:: Work order ::
Among the entries, which lines carry the string "itself"? Copy every one.

:: Dataset entries ::
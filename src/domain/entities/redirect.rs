//! Redirect entity and response aggregates.

use serde::{Deserialize, Serialize};

/// A redirect mapping between a source path and a destination path.
///
/// Identity is derived, not stored: `id` is the encoded form of `from`
/// (see [`crate::utils::id_codec`]). The single-resource response carries
/// only `from`/`to`; list items additionally carry `id` and `links`.
#[derive(Debug, Clone, Serialize, Deserialize)]
pub struct Redirect {
    pub from: String,
    pub to: String,

    #[serde(skip_serializing_if = "Option::is_none")]
    pub id: Option<String>,

    #[serde(skip_serializing_if = "Option::is_none")]
    pub links: Option<RedirectLinks>,
}

impl Redirect {
    /// A bare `from`/`to` representation, as returned by the single-GET
    /// endpoint.
    pub fn new(from: impl Into<String>, to: impl Into<String>) -> Self {
        Self {
            from: from.into(),
            to: to.into(),
            id: None,
            links: None,
        }
    }

    /// The list-item representation, carrying the derived id and self link.
    pub fn resource(
        from: impl Into<String>,
        to: impl Into<String>,
        id: impl Into<String>,
        self_href: impl Into<String>,
    ) -> Self {
        let id = id.into();
        Self {
            from: from.into(),
            to: to.into(),
            links: Some(RedirectLinks {
                self_link: RedirectSelf {
                    href: self_href.into(),
                    id: id.clone(),
                },
            }),
            id: Some(id),
        }
    }
}

/// Links relating to an individual redirect. Currently only the link to
/// itself.
#[derive(Debug, Clone, Serialize, Deserialize)]
pub struct RedirectLinks {
    #[serde(rename = "self")]
    pub self_link: RedirectSelf,
}

/// A link to the individual redirect itself.
#[derive(Debug, Clone, Serialize, Deserialize)]
pub struct RedirectSelf {
    pub href: String,
    pub id: String,
}

/// One page of redirects, as returned by the list endpoint.
///
/// `cursor` echoes the caller-supplied token unchanged; `next_cursor` is the
/// backend's continuation token (`"0"` signals end of iteration). The two
/// being equal tells the caller the data is exhausted. `total_count` is a
/// separately computed best-effort count, not guaranteed consistent with
/// the page under concurrent writes.
#[derive(Debug, Clone, Serialize, Deserialize)]
pub struct RedirectPage {
    pub count: i64,
    pub items: Vec<Redirect>,
    pub cursor: String,
    pub next_cursor: String,
    pub total_count: i64,
}

#[cfg(test)]
mod tests {
    use super::*;

    #[test]
    fn test_single_representation_omits_id_and_links() {
        let redirect = Redirect::new("/economy/old-path", "/economy/new-path");
        let json = serde_json::to_value(&redirect).unwrap();

        assert_eq!(json["from"], "/economy/old-path");
        assert_eq!(json["to"], "/economy/new-path");
        assert!(json.get("id").is_none());
        assert!(json.get("links").is_none());
    }

    #[test]
    fn test_resource_representation_carries_self_link() {
        let redirect = Redirect::resource(
            "/economy/old-path",
            "/economy/new-path",
            "L2Vjb25vbXkvb2xkLXBhdGg=",
            "http://localhost:29900/v1/redirects/L2Vjb25vbXkvb2xkLXBhdGg=",
        );
        let json = serde_json::to_value(&redirect).unwrap();

        assert_eq!(json["id"], "L2Vjb25vbXkvb2xkLXBhdGg=");
        assert_eq!(json["links"]["self"]["id"], "L2Vjb25vbXkvb2xkLXBhdGg=");
        assert_eq!(
            json["links"]["self"]["href"],
            "http://localhost:29900/v1/redirects/L2Vjb25vbXkvb2xkLXBhdGg="
        );
    }

    #[test]
    fn test_page_serialization_shape() {
        let page = RedirectPage {
            count: 10,
            items: vec![],
            cursor: "0".to_string(),
            next_cursor: "0".to_string(),
            total_count: 12,
        };
        let json = serde_json::to_value(&page).unwrap();

        assert_eq!(json["count"], 10);
        assert_eq!(json["items"], serde_json::json!([]));
        assert_eq!(json["cursor"], "0");
        assert_eq!(json["next_cursor"], "0");
        assert_eq!(json["total_count"], 12);
    }
}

:: Output ::
/// itself.
/// A link to the individual redirect itself.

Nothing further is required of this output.